Примерно через час после отхода поезда пришел с проверкой билетов низкорослый проводник с ухоженной бородой. Он без всякого выражения на лице окинул взглядом Гурландов и на таком гортанном испанском попросил их предъявить билеты, что фрау Гурланд растерялась.
– Вы испанцы? – поинтересовался он.
Она лишь кивнула, протягивая два билета.
Проводник не стал рассматривать билеты внимательно. И с разговорами приставать не стал – к ее большому облегчению. По-испански она говорила сравнительно неплохо (все-таки она несколько лет прожила с мужем в Барселоне), но акцент и нетвердое знание грамматики выдали бы ее.
– Спасибо, señora, – сказал проводник, возвращая ей билеты.
Фрау Гурланд едва заметно улыбнулась и, отвернувшись, устремила взгляд в окно.
Когда проводник вышел, их сосед по купе бросил газету.
– Испанцы, говорите? – спросил он и улыбнулся.
Обнажившиеся зубы – донельзя белые, но неровные – были словно марионетки, вышедшие на сцену, чтобы показать небольшое импровизированное представление.
Фрау Гурланд, поколебавшись, сказала:
– Мой муж – испанец.
– Ага, а вы, наверное, колумбийка?
– Нет.
– У вас такое произношение… Оно напомнило мне одну женщину из Колумбии, с которой я когда-то был знаком.
Хосе, встревожившись, выпрямился: что этому человеку нужно от его матери? Сам он слишком плохо знал испанский, чтобы понять, о чем они говорят, но мать казалась невозмутимой, и он успокоился.
– Значит, вам нравится Испания? – продолжал сосед.
Фрау Гурланд заерзала на сиденье.
– Не бойтесь меня, – сказал он. – Простите, если мои вопросы неприятны вам. Я не желаю вам зла.
Хенни непонятно было, чего он хочет, но она поверила ему на слово. В выражении его лица была какая-то приветливая доброта, и его голос убедил ее. То, что он не желает им зла, казалось правдоподобным.

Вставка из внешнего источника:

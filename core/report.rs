use crate::analyzer::{FileAnalysis, analyze_file};
use crate::config::Config;
use crate::error::{AppError, Result};
use crate::gather::{FileFilter, FileRecord, collect_files};
use crate::invoker::ModelInvoker;
use crate::prompt::PromptTemplate;
use log;
use rayon::prelude::*;
use std::fs;
use std::path::{Path, PathBuf};

/// Hooks for reporting progress while a review runs. All methods default to
/// doing nothing. Called from worker threads when more than one job is used.
pub trait ReviewProgress: Sync {
    fn reading(&self, _project_root: &Path) {}
    fn analyzing(&self, _file_path: &str) {}
    fn skipped(&self, _problem: &AppError) {}
}

pub struct NoProgress;

impl ReviewProgress for NoProgress {}

#[derive(Debug, Clone, PartialEq, Eq)]
pub struct Report {
    pub text: String,
    pub files: usize,
    pub chunks: usize,
    pub fallbacks: usize,
}

#[derive(Debug, Clone, PartialEq, Eq)]
pub struct ReviewSummary {
    pub report_path: PathBuf,
    pub files_analyzed: usize,
    pub chunks_analyzed: usize,
    pub fallback_responses: usize,
    pub skipped_files: usize,
}

#[derive(Debug, Clone, PartialEq, Eq)]
pub enum ReviewOutcome {
    /// Nothing matched the configured extensions; no report was written.
    NoFiles,
    Written(ReviewSummary),
}

/// Collects, analyzes and writes the report in one pass.
///
/// The report is assembled completely in memory and written once at the end,
/// replacing any existing file.
pub fn run_review(
    config: &Config,
    project_root: &Path,
    invoker: &dyn ModelInvoker,
    progress: &dyn ReviewProgress,
) -> Result<ReviewOutcome> {
    config.validate()?;
    let filter = FileFilter::from_config(&config.collect)?;

    progress.reading(project_root);
    let (files, problems) = collect_files(project_root, &filter)?;
    for problem in &problems {
        progress.skipped(problem);
    }

    if files.is_empty() {
        log::info!("No files matched {:?}", config.collect.extensions);
        return Ok(ReviewOutcome::NoFiles);
    }

    let prompt = PromptTemplate::new(config.prompt.template.as_str());
    let report = build_report(
        &files,
        invoker,
        &prompt,
        config.chunking.size,
        config.run.jobs,
        progress,
    )?;
    write_report(&config.report.path, &report.text)?;

    Ok(ReviewOutcome::Written(ReviewSummary {
        report_path: config.report.path.clone(),
        files_analyzed: report.files,
        chunks_analyzed: report.chunks,
        fallback_responses: report.fallbacks,
        skipped_files: problems.len(),
    }))
}

/// Analyzes `files` and concatenates their sections in input order.
///
/// With `jobs > 1` files are spread over a dedicated pool of that many
/// threads; chunks inside one file are still sent sequentially and the
/// resulting text is identical to a single-threaded run.
pub fn build_report(
    files: &[FileRecord],
    invoker: &dyn ModelInvoker,
    prompt: &PromptTemplate,
    max_chars: usize,
    jobs: usize,
    progress: &dyn ReviewProgress,
) -> Result<Report> {
    let analyze = |file: &FileRecord| -> Result<FileAnalysis> {
        progress.analyzing(&file.path);
        analyze_file(file, invoker, prompt, max_chars)
    };

    let analyses: Vec<FileAnalysis> = if jobs <= 1 {
        files.iter().map(analyze).collect::<Result<_>>()?
    } else {
        log::debug!("Analyzing {} files with {} workers", files.len(), jobs);
        let pool = rayon::ThreadPoolBuilder::new().num_threads(jobs).build()?;
        pool.install(|| files.par_iter().map(analyze).collect::<Result<_>>())?
    };

    let mut report = Report {
        text: String::new(),
        files: analyses.len(),
        chunks: 0,
        fallbacks: 0,
    };
    for analysis in analyses {
        report.text.push_str(&analysis.section);
        report.chunks += analysis.chunks;
        report.fallbacks += analysis.fallbacks;
    }
    Ok(report)
}

pub fn write_report(path: &Path, content: &str) -> Result<()> {
    if let Some(parent) = path.parent().filter(|p| !p.as_os_str().is_empty()) {
        fs::create_dir_all(parent).map_err(|e| AppError::DirCreation {
            path: parent.to_path_buf(),
            source: e,
        })?;
    }
    fs::write(path, content).map_err(|e| AppError::FileWrite {
        path: path.to_path_buf(),
        source: e,
    })?;
    log::info!("Report written to {}", path.display());
    Ok(())
}

#[cfg(test)]
mod tests {
    use super::*;
    use crate::invoker::{CommandInvoker, ModelResponse};
    use std::sync::Mutex;
    use tempfile::TempDir;

    /// Answers with the chunk length so output depends only on the input.
    struct LengthInvoker;

    impl ModelInvoker for LengthInvoker {
        fn invoke(&self, prompt: &str, file_path: &str) -> ModelResponse {
            ModelResponse::Answer(format!("{}: {} chars\n", file_path, prompt.chars().count()))
        }
    }

    #[derive(Default)]
    struct Recorder {
        analyzed: Mutex<Vec<String>>,
    }

    impl ReviewProgress for Recorder {
        fn analyzing(&self, file_path: &str) {
            self.analyzed.lock().unwrap().push(file_path.to_string());
        }
    }

    fn project(files: &[(&str, &str)]) -> TempDir {
        let tmp = TempDir::new().unwrap();
        for (rel, content) in files {
            let path = tmp.path().join("project").join(rel);
            fs::create_dir_all(path.parent().unwrap()).unwrap();
            fs::write(path, content).unwrap();
        }
        fs::create_dir_all(tmp.path().join("project")).unwrap();
        tmp
    }

    fn config_for(tmp: &TempDir, extensions: &[&str], chunk_size: usize) -> Config {
        let mut config = Config::default();
        config.collect.extensions = extensions.iter().map(|s| s.to_string()).collect();
        config.chunking.size = chunk_size;
        config.prompt.template = "{content}".to_string();
        config.report.path = tmp.path().join("out").join("report.txt");
        config
    }

    #[test]
    fn single_file_produces_one_section() {
        let tmp = project(&[("a.py", "print(1)")]);
        let config = config_for(&tmp, &[".py"], 100);
        let outcome =
            run_review(&config, &tmp.path().join("project"), &LengthInvoker, &NoProgress).unwrap();

        let ReviewOutcome::Written(summary) = outcome else {
            panic!("expected a written report");
        };
        assert_eq!(summary.files_analyzed, 1);
        assert_eq!(summary.chunks_analyzed, 1);
        let text = fs::read_to_string(&config.report.path).unwrap();
        assert_eq!(text, "==== Analyzing a.py ====\na.py: 8 chars\n\n");
    }

    #[test]
    fn no_matching_files_writes_nothing() {
        let tmp = project(&[("notes.txt", "hello")]);
        let config = config_for(&tmp, &[".py"], 100);
        let outcome =
            run_review(&config, &tmp.path().join("project"), &LengthInvoker, &NoProgress).unwrap();
        assert_eq!(outcome, ReviewOutcome::NoFiles);
        assert!(!config.report.path.exists());
    }

    #[test]
    fn missing_folder_is_an_error() {
        let tmp = TempDir::new().unwrap();
        let config = config_for(&tmp, &[".py"], 100);
        let result = run_review(&config, &tmp.path().join("absent"), &LengthInvoker, &NoProgress);
        assert!(matches!(result, Err(AppError::ProjectNotFound(_))));
        assert!(!config.report.path.exists());
    }

    #[test]
    fn missing_runner_still_writes_report() {
        let tmp = project(&[("a.py", "abcdef"), ("b.py", "")]);
        let config = config_for(&tmp, &[".py"], 4);
        let invoker = CommandInvoker::new("xreview-no-such-runner", Vec::new(), "m");
        let outcome =
            run_review(&config, &tmp.path().join("project"), &invoker, &NoProgress).unwrap();

        let ReviewOutcome::Written(summary) = outcome else {
            panic!("expected a written report");
        };
        assert_eq!(summary.chunks_analyzed, 2);
        assert_eq!(summary.fallback_responses, 2);
        let text = fs::read_to_string(&config.report.path).unwrap();
        let sentinel = "xreview-no-such-runner is not installed or not found in PATH.\n";
        assert_eq!(
            text,
            format!(
                "==== Analyzing a.py ====\n{s}{s}\n==== Analyzing b.py ====\n\n",
                s = sentinel
            )
        );
    }

    #[test]
    fn parallel_run_matches_sequential() {
        let files: Vec<FileRecord> = (0..12)
            .map(|i| FileRecord {
                path: format!("f{:02}.js", i),
                content: "z".repeat(i * 7),
            })
            .collect();
        let prompt = PromptTemplate::new("{content}");

        let sequential = build_report(&files, &LengthInvoker, &prompt, 10, 1, &NoProgress).unwrap();
        let recorder = Recorder::default();
        let parallel = build_report(&files, &LengthInvoker, &prompt, 10, 4, &recorder).unwrap();

        assert_eq!(sequential, parallel);
        assert_eq!(recorder.analyzed.lock().unwrap().len(), files.len());
        assert!(sequential.text.starts_with("==== Analyzing f00.js ====\n\n"));
    }

    #[test]
    fn existing_report_is_overwritten() {
        let tmp = project(&[("a.py", "x")]);
        let config = config_for(&tmp, &[".py"], 100);
        fs::create_dir_all(config.report.path.parent().unwrap()).unwrap();
        fs::write(&config.report.path, "stale content that is much longer").unwrap();

        run_review(&config, &tmp.path().join("project"), &LengthInvoker, &NoProgress).unwrap();
        let text = fs::read_to_string(&config.report.path).unwrap();
        assert_eq!(text, "==== Analyzing a.py ====\na.py: 1 chars\n\n");
    }

    #[test]
    fn unwritable_report_path_is_fatal() {
        let tmp = project(&[("a.py", "x")]);
        let mut config = config_for(&tmp, &[".py"], 100);
        // A directory cannot be overwritten by a file.
        config.report.path = tmp.path().join("project");
        let result = run_review(&config, &tmp.path().join("project"), &LengthInvoker, &NoProgress);
        assert!(matches!(result, Err(AppError::FileWrite { .. })));
    }

    #[test]
    fn invalid_config_fails_before_collection() {
        let tmp = project(&[("a.py", "x")]);
        let mut config = config_for(&tmp, &[".py"], 0);
        config.report.path = tmp.path().join("r.txt");
        let result = run_review(&config, &tmp.path().join("project"), &LengthInvoker, &NoProgress);
        assert!(matches!(result, Err(AppError::Chunking(_))));
        assert!(!config.report.path.exists());
    }
}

Она извинилась за свою неразговорчивость:
– Мы с сыном очень устали. Едем уже несколько дней.
– Я понимаю, – сказал он, снова углубляясь в чтение газеты.
Хосе наконец расслабился, зажав портфель Беньямина между лодыжками и вспомнив неприятного на вид человека, который помог им в Марселе. Он накормил их, хотя, по всей видимости, был совсем не богат. В тот же вечер он вызвался проводить их до испанской границы и представить Лизе Фиттко. Без него (и без нее) они бы почти наверняка все еще были во Франции, и, скорее всего, в лапах у нацистов.
Глубокие знания Беньямина произвели на Хосе большое впечатление: Беньямин, кажется, знал даже больше, чем отец Хосе. Сможет ли он сам когда-нибудь знать столько же? Он ведь прочел не так уж много книг. Особенно он недоумевал, зачем нужны романы: какой смысл читать книгу, в которой с самого начала объявляется, что вся она вымысел? Зачем выдумывать истории, когда жизнь каждый день преподносит что-нибудь куда более захватывающее, чем любой сочинитель? Адольф Гитлер уж точно превзошел любое воображение. (Гитлер уставился на него с обратной стороны газеты, которую читал испанец, глаза фюрера были как дырки, прорезанные в странице.)
Книгам Хосе предпочитал мосты и плотины, электрические системы и сложные механизмы. Он собирался когда-нибудь начать изучать инженерное искусство, чтобы узнать, как все в мире взаимосвязано и как передается энергия. Материя была для него величайшей тайной. Хотя все есть химия, сложность материального мира непостижима. Если изменить всего один маленький атом его тела, он уже не будет самим собой, Хосе Гурландом. Он будет другим человеком – может быть, остающимся в ловушке все тех же обстоятельств, но все равно другим, и поэтому сможет реагировать на эти обстоятельства совсем по-другому.
Поезд начал поворачивать, и Хосе очнулся от своих грез.
– Мама, можно я возьму немного хлеба? – попросил он.
Он произнес это по-французски, и Хенни испугалась. Но господин продолжал читать свою газету и дымить сигарой, переворачивая страницы и бормоча что-нибудь одобрительное или презрительно фыркая и приподнимая брови. Она отломила от маленькой буханки кусочек хлеба и отрезала полоску желтого, похожего на воск, сыра.